Rating: D-
Dir: Kevin Lewis
Star: Michael Bondies, John Savage, Sean Young, Marc Vann
There is enough material for a great fifteen-minute short film here. Unfortunately, this is 84 minutes long, without the addition of any significant content. Carter (Bondies) gets an offer that’s too good to be true: drive a car to Los Angeles and drop it off. He gets $5,000 for six hours work. It’s a shame Carter has not seen The Transporter, or he would know that Rule #3 is “Never open the package”. The package in this case, is a suitcase in the trunk, whose (unseen by the audience) contents glow; and Carter opts not to give it to the scheduled recipients. It is, I admit, an intriguing setup, but plot and character development then grind to a complete halt. For over an hour. In a car-park. It’s every bit as dull and tedious as it sounds, and I really hate movies where the characters know what’s going on, and the audience doesn’t.
The blurb says “he must fight for his life and the planet in a cosmic power struggle against forces of pure evil” – that’s a damn sight more that the film bothers to tell us. The “forces of pure evil” are Savage + his henchmen, wandering around the car-park v-e-r-y slowly, plus Young, who vamps up a role of utterly no point.

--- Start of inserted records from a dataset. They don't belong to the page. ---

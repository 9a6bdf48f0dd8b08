//! MCP runtime: fleet health for one agent profile's tool servers.
//!
//! The runtime starts every enabled server concurrently, keeps a shared
//! snapshot of clients, remote tools, and per-server status, and watches
//! each connected client for failure. A crashed server is retried on a
//! fixed backoff schedule; a successful reconnect restores its tools and
//! resets the attempt counter.

use std::collections::HashMap;
use std::sync::Arc;
use std::time::Duration;

use async_trait::async_trait;
use serde::Serialize;
use tokio::task::JoinSet;
use tokio_util::sync::CancellationToken;
use tracing::{error, info, warn};

use super::{McpClient, McpRemoteTool};
use crate::config::McpServerSpec;
use crate::error::{Result, YoctoError};

/// Deadline for starting one server (spawn + framing race + initialize).
const START_TIMEOUT: Duration = Duration::from_secs(15);

/// Deadline for the post-connect `tools/list`.
const LIST_TOOLS_TIMEOUT: Duration = Duration::from_secs(20);

/// Reconnect delays; one entry per attempt, at most five per disconnect.
const RECONNECT_BACKOFF: [Duration; 5] = [
    Duration::from_secs(5),
    Duration::from_secs(10),
    Duration::from_secs(30),
    Duration::from_secs(60),
    Duration::from_secs(60),
];

/// Looks up the current live client for a server.
///
/// Registered MCP tools resolve their client through this on every call, so
/// the runtime can swap clients across reconnects without invalidating the
/// registration.
#[async_trait]
pub trait ClientResolver: Send + Sync {
    async fn client(&self, server_name: &str) -> Option<Arc<McpClient>>;
}

/// Point-in-time status of one configured server.
#[derive(Debug, Clone, Serialize)]
pub struct McpServerStatus {
    pub server_name: String,
    pub enabled: bool,
    pub command: String,
    pub connected: bool,
    pub tool_count: usize,
    pub error: String,
}

#[derive(Default)]
struct RuntimeState {
    clients: HashMap<String, Arc<McpClient>>,
    tools: Vec<McpRemoteTool>,
    status: HashMap<String, McpServerStatus>,
}

/// Owns the MCP clients for one agent profile.
pub struct McpRuntime {
    agent_id: String,
    servers: Vec<McpServerSpec>,
    state: Arc<tokio::sync::RwLock<RuntimeState>>,
    cancel: std::sync::Mutex<Option<CancellationToken>>,
}

impl McpRuntime {
    /// Create a runtime for `servers`; nothing is started yet.
    pub fn new(agent_id: &str, servers: Vec<McpServerSpec>) -> Self {
        Self {
            agent_id: agent_id.to_string(),
            servers,
            state: Arc::new(tokio::sync::RwLock::new(RuntimeState::default())),
            cancel: std::sync::Mutex::new(None),
        }
    }

    /// Start every enabled server concurrently; returns when all attempts
    /// have resolved. Failures are absorbed into the status table and do
    /// not prevent other servers from starting.
    pub async fn start(self: &Arc<Self>, parent: &CancellationToken) {
        let cancel = parent.child_token();
        {
            let mut guard = self.cancel.lock().unwrap_or_else(|e| e.into_inner());
            *guard = Some(cancel.clone());
        }

        let mut joins = JoinSet::new();
        for spec in self.servers.clone() {
            let name = spec.name.trim().to_string();
            if name.is_empty() {
                continue;
            }

            {
                let mut state = self.state.write().await;
                state.status.insert(
                    name.clone(),
                    McpServerStatus {
                        server_name: name.clone(),
                        enabled: spec.enabled,
                        command: spec.command.clone(),
                        connected: false,
                        tool_count: 0,
                        error: String::new(),
                    },
                );
            }

            if !spec.enabled {
                continue;
            }

            let runtime = Arc::clone(self);
            let cancel = cancel.clone();
            joins.spawn(async move {
                if runtime.connect_server(&spec, &cancel).await.is_ok() {
                    let watcher = Arc::clone(&runtime);
                    tokio::spawn(async move {
                        watcher.watch_server(spec, cancel).await;
                    });
                }
            });
        }
        while joins.join_next().await.is_some() {}
    }

    /// Remote tools currently advertised across all connected servers.
    pub async fn tools(&self) -> Vec<McpRemoteTool> {
        self.state.read().await.tools.clone()
    }

    /// The live client for a server, if connected. The returned handle may
    /// change across reconnects; resolve it per call.
    pub async fn client(&self, server_name: &str) -> Option<Arc<McpClient>> {
        self.state.read().await.clients.get(server_name).cloned()
    }

    /// A copy of the status table, sorted by server name.
    pub async fn status_snapshot(&self) -> Vec<McpServerStatus> {
        let state = self.state.read().await;
        let mut statuses: Vec<McpServerStatus> = state.status.values().cloned().collect();
        statuses.sort_by(|a, b| a.server_name.cmp(&b.server_name));
        statuses
    }

    /// Shut down the runtime: cancel watchers and close every client.
    pub async fn close(&self) {
        let token = {
            let mut guard = self.cancel.lock().unwrap_or_else(|e| e.into_inner());
            guard.take()
        };
        if let Some(token) = token {
            token.cancel();
        }

        let mut state = self.state.write().await;
        let RuntimeState { clients, status, tools } = &mut *state;
        for (name, client) in clients.drain() {
            client.close("runtime stopped").await;
            if let Some(status) = status.get_mut(&name) {
                status.connected = false;
                status.error = "stopped".to_string();
            }
        }
        tools.clear();
    }

    /// Attempt one start + list-tools sequence and commit it to the shared
    /// state on success.
    async fn connect_server(
        &self,
        spec: &McpServerSpec,
        cancel: &CancellationToken,
    ) -> Result<()> {
        let name = spec.name.trim();

        // A scoped token so a start timeout also aborts the framing race
        // instead of leaving candidates running toward their own deadline.
        let attempt = cancel.child_token();
        let started = tokio::time::timeout(
            START_TIMEOUT,
            McpClient::start(&attempt, name, &spec.command, &spec.args, &spec.env),
        )
        .await;
        let client = match started {
            Ok(Ok(client)) => client,
            Ok(Err(e)) => {
                self.record_failure(name, &e.to_string()).await;
                warn!(
                    agent_id = %self.agent_id,
                    server = %name,
                    error = %e,
                    "Failed to start MCP server"
                );
                return Err(e);
            }
            Err(_) => {
                attempt.cancel();
                let e = YoctoError::Mcp(format!("start of {:?} timed out", name));
                self.record_failure(name, &e.to_string()).await;
                warn!(agent_id = %self.agent_id, server = %name, "MCP server start timed out");
                return Err(e);
            }
        };

        let tools = match tokio::time::timeout(LIST_TOOLS_TIMEOUT, client.list_tools()).await {
            Ok(Ok(tools)) => tools,
            Ok(Err(e)) => {
                self.record_failure(name, &e.to_string()).await;
                warn!(
                    agent_id = %self.agent_id,
                    server = %name,
                    error = %e,
                    "Failed to list MCP tools"
                );
                client.close("tools/list failed").await;
                return Err(e);
            }
            Err(_) => {
                let e = YoctoError::Mcp(format!("tools/list for {:?} timed out", name));
                self.record_failure(name, &e.to_string()).await;
                client.close("tools/list timed out").await;
                return Err(e);
            }
        };

        let tool_count = tools.len();
        {
            let mut state = self.state.write().await;
            state.clients.insert(name.to_string(), Arc::new(client));
            state.tools.extend(tools);
            if let Some(status) = state.status.get_mut(name) {
                status.connected = true;
                status.tool_count = tool_count;
                status.error.clear();
            }
        }

        info!(
            agent_id = %self.agent_id,
            server = %name,
            tool_count = tool_count,
            "MCP server connected"
        );
        Ok(())
    }

    /// Watch one connected server; on close, reconnect with backoff.
    async fn watch_server(self: Arc<Self>, spec: McpServerSpec, cancel: CancellationToken) {
        let name = spec.name.trim().to_string();

        'watch: loop {
            let Some(client) = self.client(&name).await else {
                return;
            };

            let closed = client.closed();
            tokio::select! {
                _ = cancel.cancelled() => return,
                _ = closed.cancelled() => {}
            }
            if cancel.is_cancelled() {
                return;
            }

            self.detach_server(&name).await;

            for (attempt, delay) in RECONNECT_BACKOFF.iter().enumerate() {
                warn!(
                    agent_id = %self.agent_id,
                    server = %name,
                    attempt = attempt + 1,
                    delay_s = delay.as_secs(),
                    "MCP server disconnected, attempting reconnect"
                );

                tokio::select! {
                    _ = cancel.cancelled() => return,
                    _ = tokio::time::sleep(*delay) => {}
                }

                if self.connect_server(&spec, &cancel).await.is_ok() {
                    info!(
                        agent_id = %self.agent_id,
                        server = %name,
                        attempt = attempt + 1,
                        "MCP server reconnected"
                    );
                    // Attempt counter resets; keep watching the new client.
                    continue 'watch;
                }
            }

            error!(
                agent_id = %self.agent_id,
                server = %name,
                max_retries = RECONNECT_BACKOFF.len(),
                "MCP server reconnection exhausted"
            );
            let mut state = self.state.write().await;
            if let Some(status) = state.status.get_mut(&name) {
                status.connected = false;
                status.error = "reconnection exhausted".to_string();
            }
            return;
        }
    }

    /// Remove a server's client and tools from the shared snapshot and mark
    /// it disconnected.
    async fn detach_server(&self, name: &str) {
        let mut state = self.state.write().await;
        state.clients.remove(name);
        state.tools.retain(|t| t.server_name != name);
        if let Some(status) = state.status.get_mut(name) {
            status.connected = false;
            status.tool_count = 0;
            status.error = "disconnected, reconnecting...".to_string();
        }
    }

    async fn record_failure(&self, name: &str, error: &str) {
        let mut state = self.state.write().await;
        if let Some(status) = state.status.get_mut(name) {
            status.connected = false;
            status.tool_count = 0;
            status.error = error.to_string();
        }
    }
}

#[async_trait]
impl ClientResolver for McpRuntime {
    async fn client(&self, server_name: &str) -> Option<Arc<McpClient>> {
        McpRuntime::client(self, server_name).await
    }
}

#[cfg(test)]
mod tests {
    use super::*;

    fn spec(name: &str, command: &str, enabled: bool) -> McpServerSpec {
        McpServerSpec {
            name: name.to_string(),
            command: command.to_string(),
            args: Vec::new(),
            env: HashMap::new(),
            enabled,
        }
    }

    #[tokio::test]
    async fn test_runtime_empty_servers() {
        let runtime = Arc::new(McpRuntime::new("default", Vec::new()));
        let cancel = CancellationToken::new();
        runtime.start(&cancel).await;
        assert!(runtime.tools().await.is_empty());
        assert!(runtime.status_snapshot().await.is_empty());
        runtime.close().await;
    }

    #[tokio::test]
    async fn test_runtime_disabled_server_recorded_not_started() {
        let runtime = Arc::new(McpRuntime::new(
            "default",
            vec![spec("sleepy", "/bin/true", false)],
        ));
        let cancel = CancellationToken::new();
        runtime.start(&cancel).await;

        let statuses = runtime.status_snapshot().await;
        assert_eq!(statuses.len(), 1);
        assert_eq!(statuses[0].server_name, "sleepy");
        assert!(!statuses[0].enabled);
        assert!(!statuses[0].connected);
        assert!(runtime.client("sleepy").await.is_none());
        runtime.close().await;
    }

    #[tokio::test]
    async fn test_runtime_blank_name_skipped() {
        let runtime = Arc::new(McpRuntime::new(
            "default",
            vec![spec("  ", "/bin/true", true)],
        ));
        let cancel = CancellationToken::new();
        runtime.start(&cancel).await;
        assert!(runtime.status_snapshot().await.is_empty());
        runtime.close().await;
    }

    #[tokio::test]
    async fn test_runtime_failed_start_records_error() {
        let runtime = Arc::new(McpRuntime::new(
            "default",
            vec![spec("ghost", "/nonexistent/not-a-binary", true)],
        ));
        let cancel = CancellationToken::new();
        runtime.start(&cancel).await;

        let statuses = runtime.status_snapshot().await;
        assert_eq!(statuses.len(), 1);
        assert!(!statuses[0].connected);
        assert!(!statuses[0].error.is_empty());
        assert_eq!(statuses[0].tool_count, 0);
        assert!(runtime.client("ghost").await.is_none());
        runtime.close().await;
    }

    #[tokio::test]
    async fn test_status_snapshot_sorted_and_copied() {
        let runtime = Arc::new(McpRuntime::new(
            "default",
            vec![spec("zeta", "/bin/true", false), spec("alpha", "/bin/true", false)],
        ));
        let cancel = CancellationToken::new();
        runtime.start(&cancel).await;

        let mut statuses = runtime.status_snapshot().await;
        assert_eq!(statuses[0].server_name, "alpha");
        assert_eq!(statuses[1].server_name, "zeta");

        // Mutating the snapshot does not affect the runtime.
        statuses[0].connected = true;
        let fresh = runtime.status_snapshot().await;
        assert!(!fresh[0].connected);
        runtime.close().await;
    }

    #[test]
    fn test_backoff_schedule() {
        assert_eq!(RECONNECT_BACKOFF.len(), 5);
        assert_eq!(RECONNECT_BACKOFF[0], Duration::from_secs(5));
        assert_eq!(RECONNECT_BACKOFF[1], Duration::from_secs(10));
        assert_eq!(RECONNECT_BACKOFF[2], Duration::from_secs(30));
        assert_eq!(RECONNECT_BACKOFF[3], Duration::from_secs(60));
        assert_eq!(RECONNECT_BACKOFF[4], Duration::from_secs(60));
    }
}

I could have forgiven – or, at least, coped with – all this, given a good hook at the end to tie everything up: why Carter goes to such lengths to protect the case, for a start. But we get nothing, nul, nada; the contents remain a total enigma. Regular readers know my hatred of Pulp Fiction: imagine that, with everything save the suitcase scenes cut out, and those stretched to feature length. You have The Drop.